Nigeria wanted Gowon sent back to face trial and no questions asked, Nigeria was convinced of the General's guilt. People poured out onto the streets to demonstrate their displeasure and disgust at Britain for offering a 'haven for a fugitive from justice'. What was more, he was supposed to have looted Nigeria and was living in luxury. It will be interesting to note how many of the tens of thousands who accorded Gen. Gowon that memorable welcome on his visit to Nigeria last December, were among the crowds that wanted him repatriated and lynched in 1976.

Nobody talks today of Gowon's millions. Such incidents are not limited to Nigeria, in the West African sub-region. In 1966, in neighbouring Ghana, the people screamed the ruling National Liberation Council into declaring ex President Kwame Nkrumah a wanted man and a price was put on his head to be brought back to Ghana dead or alive, ditto in 1972 this time, the victim being ex-Prime Minister Kofi Busia.
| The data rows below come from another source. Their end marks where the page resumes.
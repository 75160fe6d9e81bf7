//! Behavioural suites for the daemon.

mod process_behaviour;
pub(crate) mod support;
//! Periodic network discovery reconciled into the device registry.
//!
//! A cycle probes the network, resolves hardware addresses concurrently,
//! opens a session per camera and upserts the results. Cycles run once at
//! startup, then after every `interval` of idleness, or immediately when a
//! rescan is requested. A failed probe leaves the registry untouched.

mod gate;

use std::sync::Arc;
use std::time::Duration;

use chrono::Utc;
use futures::future::join_all;
use tracing::{debug, info, warn};

use crate::device_service::{DeviceService, ServiceError, UNKNOWN_HARDWARE_ADDRESS};
use crate::health::HealthReporter;
use crate::registry::{Observation, SharedRegistry, UpsertOutcome};

pub use self::gate::{GateClosed, ReadyGate, ReadySignal, RescanTrigger, ready_gate};

pub(crate) const DISCOVERY_TARGET: &str = concat!(env!("CARGO_PKG_NAME"), "::discovery");

/// Counts from one reconciliation cycle.
#[derive(Debug, Clone, Copy, Default, PartialEq, Eq)]
pub struct CycleReport {
    pub added: usize,
    pub refreshed: usize,
    pub replaced: usize,
    pub skipped: usize,
}

impl CycleReport {
    /// Cameras that answered the probe and were reconciled.
    #[must_use]
    pub fn observed(&self) -> usize {
        self.added + self.refreshed + self.replaced
    }
}

/// Drives discovery cycles against a [`DeviceService`].
pub struct DiscoveryReconciler {
    service: Arc<dyn DeviceService>,
    registry: SharedRegistry,
    reporter: Arc<dyn HealthReporter>,
    interval: Duration,
}

impl DiscoveryReconciler {
    #[must_use]
    pub fn new(
        service: Arc<dyn DeviceService>,
        registry: SharedRegistry,
        reporter: Arc<dyn HealthReporter>,
        interval: Duration,
    ) -> Self {
        Self {
            service,
            registry,
            reporter,
            interval,
        }
    }

    /// Runs one probe and reconciles its results.
    pub async fn run_cycle(&self) -> Result<CycleReport, ServiceError> {
        let descriptors = self.service.probe().await?;
        let hardware_addresses = join_all(
            descriptors
                .iter()
                .map(|descriptor| self.hardware_address(&descriptor.address)),
        )
        .await;
        let seen_at = Utc::now();

        let mut report = CycleReport::default();
        for (descriptor, mac) in descriptors.into_iter().zip(hardware_addresses) {
            let session = match self.service.open_session(&descriptor) {
                Ok(session) => session,
                Err(error) => {
                    warn!(
                        target: DISCOVERY_TARGET,
                        address = %descriptor.address,
                        urn = %descriptor.urn,
                        %error,
                        "skipping camera without usable service address"
                    );
                    report.skipped += 1;
                    continue;
                }
            };
            let address = descriptor.address.clone();
            let urn = descriptor.urn.clone();
            let name = descriptor.name.clone();
            let outcome = self.registry.upsert(Observation {
                descriptor,
                mac,
                session,
                seen_at,
            });
            match outcome {
                UpsertOutcome::Added => {
                    info!(
                        target: DISCOVERY_TARGET,
                        %address,
                        %urn,
                        %name,
                        "new camera {name} found at {address}"
                    );
                    report.added += 1;
                }
                UpsertOutcome::Refreshed => {
                    debug!(target: DISCOVERY_TARGET, %address, %urn, "camera still present");
                    report.refreshed += 1;
                }
                UpsertOutcome::Replaced { previous_urn } => {
                    warn!(
                        target: DISCOVERY_TARGET,
                        %address,
                        %previous_urn,
                        %urn,
                        "device {previous_urn} replaced by {urn} at address {address}"
                    );
                    report.replaced += 1;
                }
            }
        }
        Ok(report)
    }

    async fn hardware_address(&self, address: &str) -> String {
        match self.service.resolve_hardware_address(address).await {
            Ok(mac) => mac,
            Err(error) => {
                debug!(target: DISCOVERY_TARGET, %address, %error, "hardware address unresolved");
                UNKNOWN_HARDWARE_ADDRESS.to_owned()
            }
        }
    }

    /// Runs cycles until the task is aborted.
    ///
    /// `gate` opens after the first successful cycle. The wait before the next
    /// cycle restarts after every cycle regardless of outcome.
    pub async fn run(self, gate: ReadyGate, rescan: RescanTrigger) {
        loop {
            self.reporter.discovery_starting();
            match self.run_cycle().await {
                Ok(report) => {
                    self.reporter
                        .discovery_completed(&report, self.registry.len());
                    gate.open();
                }
                Err(error) => self.reporter.discovery_failed(&error),
            }

            tokio::select! {
                () = tokio::time::sleep(self.interval) => {}
                () = rescan.requested() => {
                    info!(target: DISCOVERY_TARGET, "rescan requested");
                }
            }
        }
    }
}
Many countries have been known to behave in ways that they are ashamed of after having time to analyse the matters dispassionately. But the world has continued more or less to lead an ordered life because there is mutual respect for the sovereign rights of individual countries. What would Nigeria feel or say for example, if in pursuit of some 'British, Chinese, Burmese, Ivorian Albanian or Sudanese sense of justice' people started forcibly abducting their citizens on Nigerian streets? Right now, many people are sceptical of the denial of official Nigerian involvement and Nigeria would best have enhanced the case for being given the benefit of the doubt by her reaction to the incident. So far by the seizure of the British Caledonian plane and subsequent pronouncements by officials, the impression seems to be that Nigeria has decided to 'tough it out' - such a stance I can hardly help the image of Nigeria abroad, nor the denial of official involvement.

Another anecdote that might be worth considering by the Nigerians: in 1981, the then Ghanaian High Commissioner to London went to the British Foreign office to ask for the extradition back to Ghana of a group of young army officers who had broken jail after having been put there by a secret military tribunal. The High Commissioner made a strong case about the need to repatriate the young men, all the subtle threats normally employed by Third World countries against Britain were issued, the Foreign office was not impressed and the young men stayed on.

In January 1982, the same High Commissioner went back to the Foreign office, this time he was wanted in Ghana and he was asking for asylum in Britain - he has had his wishes granted.